Mentre l'Umbria rende più difficile l'aborto farmacologico, imponendo il ricovero ordinario alle donne che assumono la Ru486, la Toscana va in direzione opposta. Secondo quanto si apprende da Repubblica, lunedì verrà approvata una delibera regionale per permettere la somministrazione del farmaco anche in strutture territoriali, che però dovranno essere collegate a un ospedale. È la prima regione italiana a compiere una scelta del genere, visto che la maggior parte degli ospedali utilizza il sistema del day hospital per consegnare il farmaco alle donne, che vengono poi dimesse e invitate a tornare per assumere un altro medicinale.
“Alla luce del gravissimo e ingiustificato passo indietro della Regione Umbria, apprezziamo la scelta della Toscana che apre alla Interruzione Volontaria Di Gravidanza farmacologica in regime ambulatoriale.
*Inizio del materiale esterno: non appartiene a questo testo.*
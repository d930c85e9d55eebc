//! Platelink Session - client-side lifecycle management for a remote
//! plate-recognition engine.
//!
//! The session layer owns the state machine that sequences the engine's
//! asynchronous command/completion protocol, mirrors the engine's
//! authoritative configuration, and fans recognition results out to the
//! consumer without ever blocking the callback path.

pub mod dispatch;
pub mod session;
pub mod state;
pub mod store;

pub use dispatch::{ResultDispatcher, ResultSink};
pub use session::{EngineSession, SessionListener};
pub use state::{SessionState, StateMachine};
pub use store::ParameterStore;
//! Platelink application binary - composition root.
//!
//! Ties together all Platelink crates into a single executable:
//! 1. Load configuration from TOML
//! 2. Probe the local package registry for the engine service
//! 3. Open an engine session and pump its event channel
//! 4. Run recognition for a fixed duration, logging every plate read
//! 5. Stop recognition and tear the session down
//!
//! The binary runs against the in-process mock engine so the whole
//! lifecycle can be exercised without the real recognition service; the
//! registry probe result is reported up front so a missing installation
//! is still visible.

mod cli;

use std::path::PathBuf;
use std::sync::Arc;
use std::time::Duration;

use clap::Parser;

use platelink_core::config::PlatelinkConfig;
use platelink_core::error::PlatelinkError;
use platelink_core::params::{DeviceParams, RecognitionParams};
use platelink_core::types::{EngineStatus, ResultBatch};
use platelink_engine::{AvailabilityProbe, FixedProbe, MockEngine, MockEngineConfig, RegistryProbe};
use platelink_session::{EngineSession, ResultSink, SessionListener, SessionState};

use cli::CliArgs;

/// Sink that logs every plate read as it arrives.
struct ConsoleSink;

impl ResultSink for ConsoleSink {
    fn on_batch(&self, batch: ResultBatch) {
        for read in &batch.reads {
            tracing::info!(
                plate = %read.plate.0,
                confidence = read.confidence.0,
                x = read.region.x,
                y = read.region.y,
                "Plate read"
            );
        }
    }
}

/// Listener that logs every lifecycle callback.
struct ConsoleListener;

impl SessionListener for ConsoleListener {
    fn on_opened(&self, status: EngineStatus) {
        tracing::info!(code = status.code(), "Engine session opened");
    }

    fn on_setup_complete(&self, status: EngineStatus) {
        tracing::info!(code = status.code(), "Engine setup complete");
    }

    fn on_started(&self, status: EngineStatus) {
        tracing::info!(code = status.code(), "Recognition started");
    }

    fn on_stopped(&self, status: EngineStatus) {
        tracing::info!(code = status.code(), "Recognition stopped");
    }

    fn on_closed(&self, status: EngineStatus) {
        tracing::info!(code = status.code(), "Engine session closed");
    }

    fn on_settings_changed(&self, device: DeviceParams, _recognition: RecognitionParams) {
        tracing::info!(
            width = device.width,
            height = device.height,
            fps = device.fps,
            "Engine settings changed"
        );
    }

    fn on_disconnected(&self) {
        tracing::warn!("Engine disconnected");
    }

    fn on_engine_failure(&self, operation: &'static str, error: PlatelinkError) {
        tracing::error!(operation, error = %error, "Engine failure");
    }
}

/// Expand ~ to home directory in a path string.
fn resolve_registry_dir(registry_dir: &str) -> PathBuf {
    if registry_dir.starts_with("~/") || registry_dir.starts_with("~\\") {
        #[cfg(target_os = "windows")]
        let home = std::env::var("USERPROFILE").unwrap_or_else(|_| ".".to_string());
        #[cfg(not(target_os = "windows"))]
        let home = std::env::var("HOME").unwrap_or_else(|_| ".".to_string());
        PathBuf::from(home).join(&registry_dir[2..])
    } else {
        PathBuf::from(registry_dir)
    }
}

/// Poll until the session reaches `target` or the timeout elapses.
async fn wait_for_state(
    session: &EngineSession,
    target: SessionState,
    timeout: Duration,
) -> Result<(), String> {
    let deadline = tokio::time::Instant::now() + timeout;
    while tokio::time::Instant::now() < deadline {
        if session.state() == target {
            return Ok(());
        }
        tokio::time::sleep(Duration::from_millis(10)).await;
    }
    Err(format!(
        "session never reached {target}, stuck in {}",
        session.state()
    ))
}

/// Launch the engine's external configuration tool and wait for it to
/// exit. The child is opaque; afterwards the session state is re-queried
/// and the connection re-established if the engine dropped it.
fn run_configurator(command: &[String], session: &EngineSession) {
    let Some((program, args)) = command.split_first() else {
        tracing::warn!("No configure_command set; skipping external configurator");
        return;
    };

    tracing::info!(program = %program, "Launching external configurator");
    match std::process::Command::new(program).args(args).status() {
        Ok(status) => tracing::info!(code = status.code(), "Configurator exited"),
        Err(e) => {
            tracing::warn!(error = %e, "Configurator could not be launched");
            return;
        }
    }

    if session.state() == SessionState::Closed {
        tracing::info!("Session dropped while configuring; reconnecting");
        if let Err(e) = session.reconnect() {
            tracing::error!(error = %e, "Reconnect after configuration failed");
        }
    }
}

#[tokio::main]
async fn main() -> Result<(), Box<dyn std::error::Error>> {
    let args = CliArgs::parse();

    // Config.
    let config_file = args.resolve_config_path();
    let config = PlatelinkConfig::load_or_default(&config_file);

    // Tracing.
    let log_level = args.resolve_log_level(&config.general.log_level);
    tracing_subscriber::fmt()
        .with_env_filter(
            tracing_subscriber::EnvFilter::try_from_default_env()
                .unwrap_or_else(|_| tracing_subscriber::EnvFilter::new(log_level)),
        )
        .init();

    tracing::info!("Starting Platelink v{}", env!("CARGO_PKG_VERSION"));
    tracing::info!(path = %config_file.display(), "Configuration loaded");

    // Report whether the real engine service is registered locally. The
    // demo session runs against the in-process mock either way.
    let registry_dir = resolve_registry_dir(&config.engine.registry_dir);
    let registry_probe = RegistryProbe::new(registry_dir, config.engine.service_name.clone());
    if registry_probe.is_available() {
        tracing::info!(service = %config.engine.service_name, "Engine service is registered");
    } else {
        tracing::warn!(
            service = %config.engine.service_name,
            install_url = %config.engine.install_url,
            "Engine service not registered; install it from the marketplace link"
        );
    }

    // Engine + session wiring.
    let (engine, events) = MockEngine::new(MockEngineConfig {
        result_interval: Duration::from_millis(500),
        ..MockEngineConfig::default()
    });
    let engine = Arc::new(engine);
    let session = Arc::new(
        EngineSession::new(engine.clone(), Arc::new(FixedProbe(true)))
            .with_auto_setup(config.session.auto_setup),
    );
    let pump = session.spawn_event_pump(events);
    session.register_sink(Arc::new(ConsoleSink));

    // Open and wait for the engine to come up.
    session.open(Arc::new(ConsoleListener))?;
    wait_for_state(&session, SessionState::Ready, Duration::from_secs(5)).await?;

    if args.configure {
        run_configurator(&config.engine.configure_command, &session);
        wait_for_state(&session, SessionState::Ready, Duration::from_secs(5)).await?;
    }

    // Recognize for the requested duration.
    let mut recognition = RecognitionParams::default();
    if let Some(country) = args.country {
        recognition.country = country;
    }
    tracing::info!(
        country = %recognition.country,
        duration_secs = args.duration,
        "Starting recognition"
    );
    session.begin_recognition(recognition)?;
    wait_for_state(&session, SessionState::Recognizing, Duration::from_secs(5)).await?;

    // Halfway through, simulate an out-of-band settings change so the
    // mirror refresh is visible in the log.
    tokio::time::sleep(Duration::from_secs(args.duration / 2)).await;
    engine.change_settings(
        DeviceParams {
            fps: 15.0,
            ..DeviceParams::default()
        },
        RecognitionParams::default(),
    );
    tokio::time::sleep(Duration::from_secs(args.duration - args.duration / 2)).await;

    session.end_recognition()?;
    wait_for_state(&session, SessionState::Ready, Duration::from_secs(5)).await?;

    session.close()?;
    wait_for_state(&session, SessionState::Closed, Duration::from_secs(5)).await?;

    tracing::info!(
        delivered = session.dispatcher().delivered(),
        discarded = session.dispatcher().discarded(),
        "Session finished"
    );

    pump.abort();
    Ok(())
}
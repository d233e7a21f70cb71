//! The working-memory pool: a bump allocator over a fixed run of physical
//! pages. Pages are never returned, so the cursor only moves forward.

use arch_core::PAGE_SIZE;
use serde::{Deserialize, Serialize};

use crate::error::CaseError;

#[derive(Debug, Clone, Serialize, Deserialize)]
pub struct WorkMemory {
    base: u32,
    total: u32,
    next_free: u32,
    free: u32,
    initialized: bool,
}

impl WorkMemory {
    /// Describes a pool of `pages` pages at `base`. Nothing can be reserved
    /// until [`WorkMemory::init`] runs.
    pub fn new(base: u32, pages: u32) -> Result<Self, CaseError> {
        if base % PAGE_SIZE != 0 { return Err(CaseError::Misaligned(base)); }
        span_end(base, pages)?;
        Ok(Self { base, total: pages, next_free: base, free: 0, initialized: false })
    }

    /// Opens the pool. Later calls leave the cursor where it is.
    pub fn init(&mut self) {
        if self.initialized {
            log::debug!("work memory already initialized, {} pages free at {:#x}", self.free, self.next_free);
            return;
        }
        self.next_free = self.base;
        self.free = self.total;
        self.initialized = true;
        log::debug!("work memory: {} pages at {:#x}", self.total, self.base);
    }

    pub fn is_initialized(&self) -> bool { self.initialized }

    /// Physical address the next reservation starts at.
    pub fn next_free_page(&self) -> u32 { self.next_free }

    pub fn free_pages(&self) -> u32 { self.free }

    /// Claims `count` pages. Fails without moving the cursor when fewer are free.
    pub fn reserve(&mut self, count: u32) -> Result<PageRun, CaseError> {
        if self.free < count {
            return Err(CaseError::NotEnoughMemory { needed: count, available: self.free });
        }
        let next = span_end(self.next_free, count)?;
        let run = PageRun { first: self.next_free };
        self.free -= count;
        self.next_free = next;
        log::debug!("reserved {count} pages at {:#x}, {} left", run.first, self.free);
        Ok(run)
    }
}

/// First address past `pages` pages at `base`, if it stays below 4 GiB.
pub(crate) fn span_end(base: u32, pages: u32) -> Result<u32, CaseError> {
    pages
        .checked_mul(PAGE_SIZE)
        .and_then(|len| base.checked_add(len))
        .ok_or(CaseError::AddressOverflow { base, pages })
}

/// Pages handed out by one reservation.
#[derive(Debug, Clone, Copy, PartialEq, Eq, Serialize, Deserialize)]
pub struct PageRun {
    first: u32,
}

impl PageRun {
    pub fn first(&self) -> u32 { self.first }
}
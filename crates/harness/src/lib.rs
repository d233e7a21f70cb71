//! harness: the lifecycle that lets a hypervisor probe run without leaking
//! state into the next one.
//!
//! A case snapshots the ambient registers ([`snapshot`]), builds its own GDT,
//! IDT, TSS and paging in private storage ([`environment`], [`layout`]), runs
//! the instruction under study through [`arch_core::ArchCapability`], records
//! what happened in a [`journal::Journal`], and restores the snapshot.

pub mod case;
pub mod cases;
pub mod config;
pub mod environment;
pub mod error;
pub mod journal;
pub mod layout;
pub mod registry;
pub mod report;
pub mod runner;
pub mod snapshot;
pub mod workmem;

pub use case::{Context, Phases, Status, TestCase};
pub use config::HarnessConfig;
pub use error::CaseError;
pub use journal::{Journal, Observation};
pub use layout::{CaseStorage, StorageArena};
pub use registry::{Registry, BUILTIN_CASES};
pub use report::{CaseReport, PhaseOutcome, SuiteReport};
pub use runner::Runner;
pub use snapshot::MachineSnapshot;
pub use workmem::{PageRun, WorkMemory};
use serde::{Deserialize, Serialize};

use crate::segments::{SegReg, SegmentSelector};
use crate::types::Width;

/// Privileged instruction sequences the harness issues directly.
#[derive(Debug, Clone, Copy, PartialEq, Eq, Serialize, Deserialize)]
pub enum PrivilegedOp {
    /// `LSL`: load the byte limit of the segment named by `selector`.
    ReadSegmentLimit { selector: SegmentSelector },
    /// `REP OUTS`: write `count` elements of `width` from `segment:offset` to `port`.
    RepeatedPortWrite { port: u16, width: Width, segment: SegReg, offset: u32, count: u32 },
}

#[derive(Debug, Clone, Copy, PartialEq, Eq, Serialize, Deserialize)]
pub enum OpOutcome {
    /// `None` when LSL clears ZF (selector not accessible or not a segment).
    SegmentLimit(Option<u32>),
    /// Number of elements transferred before the count reached zero.
    PortWrite { transferred: u32 },
}
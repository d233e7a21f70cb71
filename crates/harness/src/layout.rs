//! Physical layout of the private storage each case builds its tables in.

use arch_core::PAGE_SIZE;
use serde::{Deserialize, Serialize};

use crate::error::CaseError;
use crate::workmem::span_end;

/// Words in the ring-3 stack a case prepares.
pub const USER_STACK_WORDS: u32 = 128;

/// Entry stubs the case IDT points at, 16 bytes apart.
pub const INTERRUPT_STUBS: u32 = 0x0000_9000;
pub const INTERRUPT_STUB_STRIDE: u32 = 16;

const GDT: u32 = 0x0000;
const TSS: u32 = 0x0800;
const IDT: u32 = 0x1000;
const KERNEL_STACK: u32 = 0x2000;
const USER_STACK: u32 = 0x3000;
const PAGE_DIRECTORY: u32 = 0x4000;
const PAGE_TABLE: u32 = 0x5000;

/// One case's slot. Everything a case writes outside the work pool lives here.
#[derive(Debug, Clone, Copy, PartialEq, Eq, Serialize, Deserialize)]
pub struct CaseStorage {
    base: u32,
}

impl CaseStorage {
    pub const SIZE: u32 = 8 * PAGE_SIZE;

    pub fn new(base: u32) -> Result<Self, CaseError> {
        if base % PAGE_SIZE != 0 { return Err(CaseError::Misaligned(base)); }
        span_end(base, Self::SIZE / PAGE_SIZE)?;
        Ok(Self { base })
    }

    pub fn base(&self) -> u32 { self.base }
    pub fn gdt(&self) -> u32 { self.base + GDT }
    pub fn tss(&self) -> u32 { self.base + TSS }
    pub fn idt(&self) -> u32 { self.base + IDT }
    pub fn kernel_stack_top(&self) -> u32 { self.base + KERNEL_STACK + PAGE_SIZE }

    pub fn user_stack(&self) -> u32 { self.base + USER_STACK }

    /// Address of the last word of the user stack, the initial ring-3 ESP.
    pub fn user_stack_top(&self) -> u32 { self.base + USER_STACK + (USER_STACK_WORDS - 1) * 4 }

    pub fn page_directory(&self) -> u32 { self.base + PAGE_DIRECTORY }
    pub fn page_table(&self) -> u32 { self.base + PAGE_TABLE }
}

/// Consecutive storage slots handed out by registry position.
#[derive(Debug, Clone, Copy, PartialEq, Eq, Serialize, Deserialize)]
pub struct StorageArena {
    base: u32,
    slots: usize,
}

impl StorageArena {
    pub fn new(base: u32, slots: usize) -> Result<Self, CaseError> {
        CaseStorage::new(base)?;
        let pages = u32::try_from(slots)
            .ok()
            .and_then(|n| n.checked_mul(CaseStorage::SIZE / PAGE_SIZE))
            .unwrap_or(u32::MAX);
        span_end(base, pages)?;
        Ok(Self { base, slots })
    }

    pub fn slot(&self, index: usize) -> Result<CaseStorage, CaseError> {
        if index >= self.slots { return Err(CaseError::NoStorageSlot(index)); }
        CaseStorage::new(self.base + index as u32 * CaseStorage::SIZE)
    }
}

#[cfg(test)]
mod tests {
    use super::*;

    #[test]
    fn slots_do_not_overlap() {
        let arena = StorageArena::new(0x10_0000, 4).unwrap();
        let a = arena.slot(0).unwrap();
        let b = arena.slot(1).unwrap();
        assert!(a.page_table() + PAGE_SIZE <= b.base());
        assert_eq!(arena.slot(4), Err(CaseError::NoStorageSlot(4)));
    }

    #[test]
    fn storage_past_4gib_is_refused() {
        assert!(matches!(CaseStorage::new(0xFFFF_C000), Err(CaseError::AddressOverflow { .. })));
        assert!(matches!(StorageArena::new(0xFFFC_0000, 16), Err(CaseError::AddressOverflow { .. })));
        assert!(StorageArena::new(0xFFFC_0000, 1).is_ok());
    }

    #[test]
    fn tables_are_page_aligned() {
        let s = CaseStorage::new(0x10_8000).unwrap();
        assert_eq!(s.page_directory() % PAGE_SIZE, 0);
        assert_eq!(s.page_table() % PAGE_SIZE, 0);
        assert_eq!(s.user_stack_top(), 0x10_8000 + 0x3000 + 127 * 4);
        assert_eq!(s.kernel_stack_top(), 0x10_B000);
    }
}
Una scelta che rispetta le donne, tutela il loro diritto alla salute, in ragione della libertà di scelta e della adeguatezza delle prestazioni. Un grande passo in avanti che deve, quindi, diventare un modello virtuoso da seguire per tutte le altre regioni”, ha commentato Filomena Gallo, avvocato e Segretario Nazionale della Associazione Luca Coscioni, “il ricovero deve essere un’opzione, valutata dal medico, come l’intero percorso da seguire per arrivare all’interruzione volontaria della gravidanza, non un obbligo. Non esiste, infatti, in letteratura alcun dato che giustifichi un ricovero ospedaliero per la IVG farmacologica. Il Ministro della Salute Roberto Speranza su questo tema ha formalmente richiesto un parere al Consiglio Superiore di Sanità, sarebbe opportuno ascoltare anche il parere dei medici non obiettori per avere un quadro completo della situazione”.
“Oltre a questo – conclude Gallo - va considerata la possibilità di estendere il limite di tempo per l’Ivg farmacologica da 7 a 9 settimane, come da linee guida internazionali applicate nel resto d’Europa (negli Stati Uniti si arriva a 10). Sarebbe un passo necessario a ridare centralità al diritto alle scelte riproduttive e alla salute di molte donne nel nostro Paese”.
Un recente sondaggio SWG, commissionato dall'Associazione Luca Coscioni, evidenziava che più di 1 italiano su 3 ritiene necessario facilitare l’accesso alla IVG (Interruzione volontaria di gravidanza) farmacologica permettendo il regime ambulatoriale, il trattamento a casa ed eliminando la raccomandazione del regime di ricovero ordinario.
In Italia solo al 20% delle donne viene data la possibilità di ricorrere ad aborto farmacologico in day hospital, a causa delle differenze regionali circa il numero di interventi realizzabili, strutture e figure professionali disponibili. Ad oggi su venti regioni solo in quattro - Lombardia, Toscana, Emilia-Romagna e Lazio - le amministrazioni hanno scelto di offrire alle donne che decidono di abortire con i farmaci l’opzione di farlo in Day hospital. Le linee di indirizzo del Ministero, basate sul parere espresso dal Consiglio superiore di Sanità il 18 marzo 2010, prevedono che l’aborto farmacologico debba essere effettuato solo dietro ricovero ospedaliero e anche se alle Regioni è stata poi lasciata la possibilità di organizzarsi diversamente, solo un quinto ha pensato di avvalersene.